Red Moon Architects is a band gifted with the talent of telling the stories… whole books of melancholic tales echoing in the isolated tones and chords. These masters of melodic doom metal appeared on the scene in 2011, together with the new wave of Finnish atmospheric metal, with a modern sound, deep lyrics and perfect instrumentation, all supported by brilliant sound recordings. Their third full-length album ‘Return of the Black Butterflies’ is yet another step forward in their style and music ideas. The new melodic candy is coming on the market after the brilliant album ‘Vapaus’ by ‘Kaunis Kuolematon’, providing us with the best of Finnish death doom scene.

The band, lying mainly on the shoulders of a multi-instrumentalist Saku Molainen, who is also known from other interesting bands (e.g. RoutaSielu, Hypothesis, Crimson Sun), caught listeners’ attention with their debut album ‘Concealed Silence’. The concentrated melody, combining the dark, pulsing harsh vocal with a woman element in a very elegant way, found its way to the ears of listeners quite quickly.

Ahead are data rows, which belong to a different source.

//! Game-level state: the current position plus the hashes of every
//! position reached in the actual game. The search reads the history only
//! for repetition detection above its own tree.

use crate::board::{Color, Position};

#[derive(Debug, Clone, Default)]
pub struct Game {
    history: Vec<u64>,
    current: Position,
    valid: bool,
}

impl Game {
    pub fn new() -> Game {
        Game::default()
    }

    /// Adopts `position` as current and appends its hash to the history.
    pub fn record_position(&mut self, position: Position) {
        self.current = position;
        self.history.push(position.hash);
        self.valid = true;
    }

    pub fn reset(&mut self) {
        self.history.clear();
        self.valid = false;
    }

    #[inline(always)]
    pub fn is_valid(&self) -> bool {
        self.valid
    }

    #[inline(always)]
    pub fn current_position(&self) -> Position {
        self.current
    }

    #[inline(always)]
    pub fn side_to_move(&self) -> Color {
        self.current.side_to_move
    }

    #[inline(always)]
    pub fn history(&self) -> &[u64] {
        &self.history
    }

    pub fn check_repetition(&self, hash: u64) -> bool {
        self.history.iter().rev().any(|&h| h == hash)
    }
}
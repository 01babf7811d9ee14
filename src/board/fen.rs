//! FEN parsing and serialization. Six-field standard notation; the halfmove
//! and fullmove fields may be absent (the fullmove field is ignored either
//! way).

use super::{CASTLE_BK, CASTLE_BQ, CASTLE_WK, CASTLE_WQ, Color, Piece, Position};
use crate::square::Square;

impl Position {
    /// Builds a position from a FEN string, validating that both kings are
    /// present. Returns an error without partially-built state on failure.
    pub fn from_fen(fen: &str) -> Result<Position, String> {
        let mut fields = fen.split_whitespace();

        let placement = fields.next().ok_or("empty FEN")?;
        let side = fields.next().ok_or("FEN missing side to move")?;
        let castling = fields.next().ok_or("FEN missing castling rights")?;
        let en_passant = fields.next().ok_or("FEN missing en passant field")?;
        let halfmove = fields.next();

        let mut pos = Position::default();

        let mut rank: i32 = 7;
        let mut file: i32 = 0;
        for c in placement.chars() {
            match c {
                '/' => {
                    rank -= 1;
                    file = 0;
                }
                '1'..='8' => file += c as i32 - '0' as i32,
                _ => {
                    let piece =
                        Piece::from_char(c).ok_or_else(|| format!("bad FEN piece: {c}"))?;
                    if !(0..8).contains(&rank) || !(0..8).contains(&file) {
                        return Err(format!("FEN placement overflows the board: {placement}"));
                    }
                    pos.set_piece(
                        piece.color(),
                        piece.piece_type(),
                        Square::new(rank as u8, file as u8),
                    );
                    file += 1;
                }
            }
        }

        pos.side_to_move = match side {
            "w" => Color::White,
            "b" => Color::Black,
            _ => return Err(format!("bad FEN side to move: {side}")),
        };

        if castling != "-" {
            for c in castling.chars() {
                pos.castling_rights |= match c {
                    'K' => CASTLE_WK,
                    'Q' => CASTLE_WQ,
                    'k' => CASTLE_BK,
                    'q' => CASTLE_BQ,
                    _ => return Err(format!("bad FEN castling rights: {castling}")),
                };
            }
        }

        pos.en_passant_square = if en_passant == "-" {
            Square::NONE
        } else {
            en_passant.parse::<Square>()?
        };

        if let Some(h) = halfmove {
            pos.half_move_counter = h
                .parse::<u16>()
                .map_err(|_| format!("bad FEN halfmove clock: {h}"))?;
        }

        if pos.white.king().count_ones() != 1 || pos.black.king().count_ones() != 1 {
            return Err(format!("FEN must place exactly one king per side: {fen}"));
        }

        pos.hash = pos.compute_hash();
        Ok(pos)
    }

    /// Resets this position from a FEN string; untouched on error.
    pub fn load_from_fen(&mut self, fen: &str) -> Result<(), String> {
        *self = Position::from_fen(fen)?;
        Ok(())
    }

    pub fn to_fen(&self) -> String {
        let mut fen = String::with_capacity(90);

        for rank in (0..8u8).rev() {
            let mut empty = 0;
            for file in 0..8u8 {
                let piece = self.piece_at(Square::new(rank, file));
                if piece.is_none() {
                    empty += 1;
                } else {
                    if empty > 0 {
                        fen.push((b'0' + empty) as char);
                        empty = 0;
                    }
                    fen.push(piece.to_char());
                }
            }
            if empty > 0 {
                fen.push((b'0' + empty) as char);
            }
            if rank > 0 {
                fen.push('/');
            }
        }

        fen.push(' ');
        fen.push(match self.side_to_move {
            Color::White => 'w',
            Color::Black => 'b',
        });

        fen.push(' ');
        if self.castling_rights == 0 {
            fen.push('-');
        } else {
            if self.castling_rights & CASTLE_WK != 0 {
                fen.push('K');
            }
            if self.castling_rights & CASTLE_WQ != 0 {
                fen.push('Q');
            }
            if self.castling_rights & CASTLE_BK != 0 {
                fen.push('k');
            }
            if self.castling_rights & CASTLE_BQ != 0 {
                fen.push('q');
            }
        }

        fen.push(' ');
        if self.en_passant_square.is_none() {
            fen.push('-');
        } else {
            fen.push_str(&self.en_passant_square.to_string());
        }

        fen.push_str(&format!(" {} 1", self.half_move_counter));
        fen
    }
}
/// Searches one depth with a window centred on the previous score, widening
/// on failure: beta grows upward on fail-high; on fail-low alpha drops and
/// beta is pulled toward it.
fn aspiration_search(ctx: &mut SearchContext, depth: i32, previous_score: i32) -> i32 {
    let mut delta = ASPIRATION_DELTA;
    let (mut alpha, mut beta) = if depth < ASPIRATION_MIN_DEPTH {
        (-INF_VALUE, INF_VALUE)
    } else {
        (
            (previous_score - delta).max(-INF_VALUE),
            (previous_score + delta).min(INF_VALUE),
        )
    };

    loop {
        let root = &mut ctx.stack[0];
        root.alpha = alpha;
        root.beta = beta;
        root.depth = depth;

        let score = negamax(ctx, 0, NodeKind::Root);
        if ctx.stopped {
            return score;
        }

        if score >= beta {
            beta = (beta + delta).min(INF_VALUE);
        } else if score <= alpha {
            alpha = (alpha - delta).max(-INF_VALUE);
            beta = (alpha + beta + 1) / 2;
        } else {
            return score;
        }
        delta += delta / 2;
        debug!(depth, alpha, beta, "aspiration re-search");
    }
}

fn negamax(ctx: &mut SearchContext, ply: usize, kind: NodeKind) -> i32 {
    if ctx.should_abort() {
        return INVALID_SCORE;
    }
    ctx.stats.negamax_nodes += 1;

    let is_root = kind == NodeKind::Root;
    let is_pv = kind != NodeKind::NonPv;

    let pos = ctx.stack[ply].position;
    let mut alpha = ctx.stack[ply].alpha;
    let beta = ctx.stack[ply].beta;
    let depth = ctx.stack[ply].depth;
    let old_alpha = alpha;
    ctx.stack[ply].pv.clear();

    if !is_root
        && (pos.half_move_counter >= 100 || insufficient_material(&pos) || is_repetition(ctx, ply))
    {
        return DRAW_VALUE;
    }

    let in_check = pos.is_in_check(pos.side_to_move);
    ctx.stack[ply].in_check = in_check;

    if depth <= 0 {
        return quiescence(ctx, ply);
    }
    if ply >= MAX_SEARCH_DEPTH - 1 {
        return evaluate(&pos);
    }

    let mut tt_move = Move::INVALID;
    if let Some(entry) = ctx.tt.probe(pos.hash) {
        tt_move = entry.mv;
        if !is_root && entry.depth as i32 >= depth {
            let score = score_from_tt(entry.score as i32, ply as i32);
            match entry.bound {
                Bound::Exact => return score,
                Bound::Lower if score >= beta => return score,
                Bound::Upper if score <= alpha => return score,
                _ => {}
            }
        }
    }

    if kind == NodeKind::NonPv && !in_check {
        let static_eval = evaluate(&pos);

        // reverse futility: statically far enough above beta
        if depth <= RFP_MAX_DEPTH
            && static_eval - (RFP_MARGIN_BASE + RFP_MARGIN_PER_DEPTH * depth) >= beta
        {
            return static_eval;
        }

        // null move: hand over the turn and verify beta still holds
        if depth >= NMP_MIN_DEPTH
            && !ctx.stack[ply].previous_move.is_null()
            && pos.has_non_pawn_material(pos.side_to_move)
            && static_eval >= beta
        {
            let mut null_pos = pos;
            null_pos.make_null_move();

            let child = &mut ctx.stack[ply + 1];
            child.position = null_pos;
            child.previous_move = Move::NULL;
            child.ply = (ply + 1) as u16;
            child.alpha = -beta;
            child.beta = -beta + 1;
            child.depth = depth - (depth / 4 + 4);

            let score = -negamax(ctx, ply + 1, NodeKind::NonPv);
            if ctx.stopped {
                return INVALID_SCORE;
            }
            if score >= beta {
                // a null-move mate proves nothing
                return if score >= CHECKMATE_IN_MAX_PLY { beta } else { score };
            }
        }
    }

    let mut picker = MovePicker::new(
        &pos,
        tt_move,
        ctx.ordering.killers(ply),
        ctx.ordering.counter_for(ctx.stack[ply].previous_move),
    );

    let mut best_score = -INF_VALUE;
    let mut best_move = Move::INVALID;
    let mut move_count: u32 = 0;
    let mut quiet_move_count: u32 = 0;
    let mut skip_quiet = false;

    while let Some(mv) = picker.next(ctx.ordering, skip_quiet, false) {
        let mut child_pos = pos;
        if !child_pos.make_move(mv) {
            continue;
        }
        move_count += 1;
        if mv.is_quiet() {
            quiet_move_count += 1;
        }

        // late-move pruning: enough quiets tried, the rest are noise
        if kind == NodeKind::NonPv
            && !in_check
            && quiet_move_count >= LMP_BASE + LMP_PER_DEPTH * depth as u32
        {
            skip_quiet = true;
        }

        let mut reduction = lmr_reduction(depth, move_count);
        if !mv.is_quiet() {
            reduction /= 2;
        }

        {
            let child = &mut ctx.stack[ply + 1];
            child.position = child_pos;
            child.previous_move = mv;
            child.ply = (ply + 1) as u16;
        }

        let mut score;
        if is_pv && move_count == 1 {
            set_window(ctx, ply + 1, -beta, -alpha, depth - 1);
            score = -negamax(ctx, ply + 1, NodeKind::Pv);
        } else {
            // null window, reduced first when late
            let null_window_depth = if reduction > 0 { depth - reduction - 1 } else { depth - 1 };
            set_window(ctx, ply + 1, -(alpha + 1), -alpha, null_window_depth);
            score = -negamax(ctx, ply + 1, NodeKind::NonPv);
            if ctx.stopped {
                return INVALID_SCORE;
            }

            if reduction > 0 && score > alpha {
                set_window(ctx, ply + 1, -(alpha + 1), -alpha, depth - 1);
                score = -negamax(ctx, ply + 1, NodeKind::NonPv);
                if ctx.stopped {
                    return INVALID_SCORE;
                }
            }

            if is_pv && score > alpha && (is_root || score < beta) {
                set_window(ctx, ply + 1, -beta, -alpha, depth - 1);
                score = -negamax(ctx, ply + 1, NodeKind::Pv);
            }
        }
        if ctx.stopped {
            return INVALID_SCORE;
        }

        if score > best_score {
            best_score = score;
        }
        if score > alpha {
            alpha = score;
            best_move = mv;

            let child_pv = ctx.stack[ply + 1].pv;
            ctx.stack[ply].pv.load(mv, &child_pv);

            if score >= beta {
                break;
            }
        }
    }

    if move_count == 0 {
        return if in_check {
            -(CHECKMATE_VALUE - ply as i32)
        } else {
            DRAW_VALUE
        };
    }

    // a quiet refutation feeds every quiet-ordering heuristic
    if best_score >= beta && best_move.is_valid() && best_move.is_quiet() {
        ctx.ordering.update_history(pos.side_to_move, best_move, depth);
        ctx.ordering.update_killers(ply, best_move);
        ctx.ordering
            .update_counter(ctx.stack[ply].previous_move, best_move);
    }

    if !ctx.stopped {
        let bound = if best_score >= beta {
            Bound::Lower
        } else if best_score > old_alpha {
            Bound::Exact
        } else {
            Bound::Upper
        };
        ctx.tt.write(
            pos.hash,
            depth as i16,
            score_to_tt(best_score, ply as i32),
            best_move,
            bound,
        );
    }

    best_score
}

The album which releases on the 19th of May could be somehow familiar for those, who know the fist album. ‘Black butterflies’, the third track of the first album is coming back to live in the title of the latest album together with all its deep, dark melancholy.

The heavy sound creates an atmosphere of an endless abyss and sometimes touches the deadly bottom in an almost funeral rhythm is hearable on the third track ‘Tormented’. The distinctive sound of keyboards, slightly suppressed lead guitar, heavy rhythmicity and story-telling character of the song, are what makes the style of the band. the musicians are trying to create the fully instrumental music regardless the presence of the vocalists. The vocalist too turns out to be instruments more than those, who stand in the front, dictating the music’s pace. I really appreciate the use of the female vocal in the track ‘Return of the Black Butterflies’, because only a few bands can actually work with female vocals well enough. It’s usually too piercing, too sharp, getting all the listener’s attention for itself and leaving none for the music. However, this doesn’t happen in the case of Red Moon Architects, where the full voice of Anni Viljanen doesn’t take the reins, dominating the music. The band has found a brilliant singer, who seems to have no ambition of turning Red Moon Architects into her own project and remain within the music, thus making it even more well-balanced.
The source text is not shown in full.